= Exercise goal =
Write out exactly the first lines of the listing, ending on the line that contains "pub type SecurityResult<T>".

= Source material =
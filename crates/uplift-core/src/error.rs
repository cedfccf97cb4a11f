//! Error types for the Uplift security layer
//!
//! Validators report rejections as values. These errors exist for the
//! enforcement boundary (a wrapper refusing to perform a side effect) and for
//! configuration problems discovered at startup.

use crate::security::{CommandRisk, PathRisk, PluginRisk, SecurityProfile, SqlRisk};
use std::path::PathBuf;

/// Result alias for enforcement-boundary operations
pub type SecurityResult<T> = Result<T, SecurityError>;

/// Signature and verification failures
///
/// Any of these means "could not verify", which is always handled the same
/// way as "verification failed".
#[derive(Debug, Clone, PartialEq, Eq, thiserror::Error)]
pub enum SignatureError {
    #[error("signature does not match payload")]
    Mismatch,

    #[error("malformed signature: {0}")]
    Malformed(String),

    #[error("unsupported signature algorithm: {0}")]
    UnsupportedAlgorithm(String),

    #[error("code hash does not match signed content")]
    HashMismatch,

    #[error("signature required but not provided")]
    Missing,
}

/// Raised when a rejection must stop a side-effecting operation
#[derive(Debug, Clone, thiserror::Error)]
pub enum SecurityError {
    #[error("command rejected ({risk}): {reason}")]
    CommandRejected {
        command: String,
        risk: CommandRisk,
        reason: String,
    },

    #[error("path rejected ({risk}): {reason}")]
    PathRejected {
        path: String,
        risk: PathRisk,
        reason: String,
    },

    #[error("SQL input rejected ({risk}): {reason}")]
    SqlRejected {
        input: String,
        risk: SqlRisk,
        reason: String,
    },

    #[error("plugin '{name}' rejected ({risk}): {reason}")]
    PluginRejected {
        name: String,
        risk: PluginRisk,
        reason: String,
    },

    #[error("signature verification failed: {0}")]
    Signature(#[from] SignatureError),

    #[error("{var} is not set and the {profile} profile refuses the built-in signing key")]
    MissingSecretKey {
        var: &'static str,
        profile: SecurityProfile,
    },
}

impl SecurityError {
    /// Stable identifier for programmatic handling
    pub fn error_code(&self) -> &'static str {
        match self {
            Self::CommandRejected { .. } => "UPLIFT_COMMAND_REJECTED",
            Self::PathRejected { .. } => "UPLIFT_PATH_REJECTED",
            Self::SqlRejected { .. } => "UPLIFT_SQL_REJECTED",
            Self::PluginRejected { .. } => "UPLIFT_PLUGIN_REJECTED",
            Self::Signature(_) => "UPLIFT_SIGNATURE",
            Self::MissingSecretKey { .. } => "UPLIFT_MISSING_SECRET_KEY",
        }
    }

    /// Whether this error blocked untrusted input (as opposed to a setup problem)
    pub fn is_security_violation(&self) -> bool {
        !matches!(self, Self::MissingSecretKey { .. })
    }

    /// The human-readable rejection reason, without the variant prefix
    pub fn reason(&self) -> String {
        match self {
            Self::CommandRejected { reason, .. }
            | Self::PathRejected { reason, .. }
            | Self::SqlRejected { reason, .. }
            | Self::PluginRejected { reason, .. } => reason.clone(),
            other => other.to_string(),
        }
    }
}

/// Configuration loading failures
#[derive(Debug, thiserror::Error)]
pub enum ConfigError {
    #[error("invalid security profile '{0}' (expected strict, moderate or permissive)")]
    InvalidProfile(String),

    #[error("invalid value for {name}: {message}")]
    InvalidValue { name: String, message: String },

    #[error("failed to read config file {}: {source}", path.display())]
    Read {
        path: PathBuf,
        #[source]
        source: std::io::Error,
    },

    #[error("failed to parse config file {}: {source}", path.display())]
    Parse {
        path: PathBuf,
        #[source]
        source: serde_json::Error,
    },

    #[error(transparent)]
    Security(#[from] SecurityError),
}

impl ConfigError {
    pub fn invalid_value(name: impl Into<String>, message: impl Into<String>) -> Self {
        Self::InvalidValue {
            name: name.into(),
            message: message.into(),
        }
    }

    pub fn error_code(&self) -> &'static str {
        match self {
            Self::InvalidProfile(_) => "UPLIFT_CONFIG_PROFILE",
            Self::InvalidValue { .. } => "UPLIFT_CONFIG_VALUE",
            Self::Read { .. } => "UPLIFT_CONFIG_READ",
            Self::Parse { .. } => "UPLIFT_CONFIG_PARSE",
            Self::Security(err) => err.error_code(),
        }
    }
}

= Your response =
filename crates/uplift-core/src/error.rs
repository cedfccf97cb4a11f
//! Error types for the Uplift security layer
//!
//! Validators report rejections as values. These errors exist for the
//! enforcement boundary (a wrapper refusing to perform a side effect) and for
//! configuration problems discovered at startup.

use crate::security::{CommandRisk, PathRisk, PluginRisk, SecurityProfile, SqlRisk};
use std::path::PathBuf;

/// Result alias for enforcement-boundary operations
pub type SecurityResult<T> = Result<T, SecurityError>;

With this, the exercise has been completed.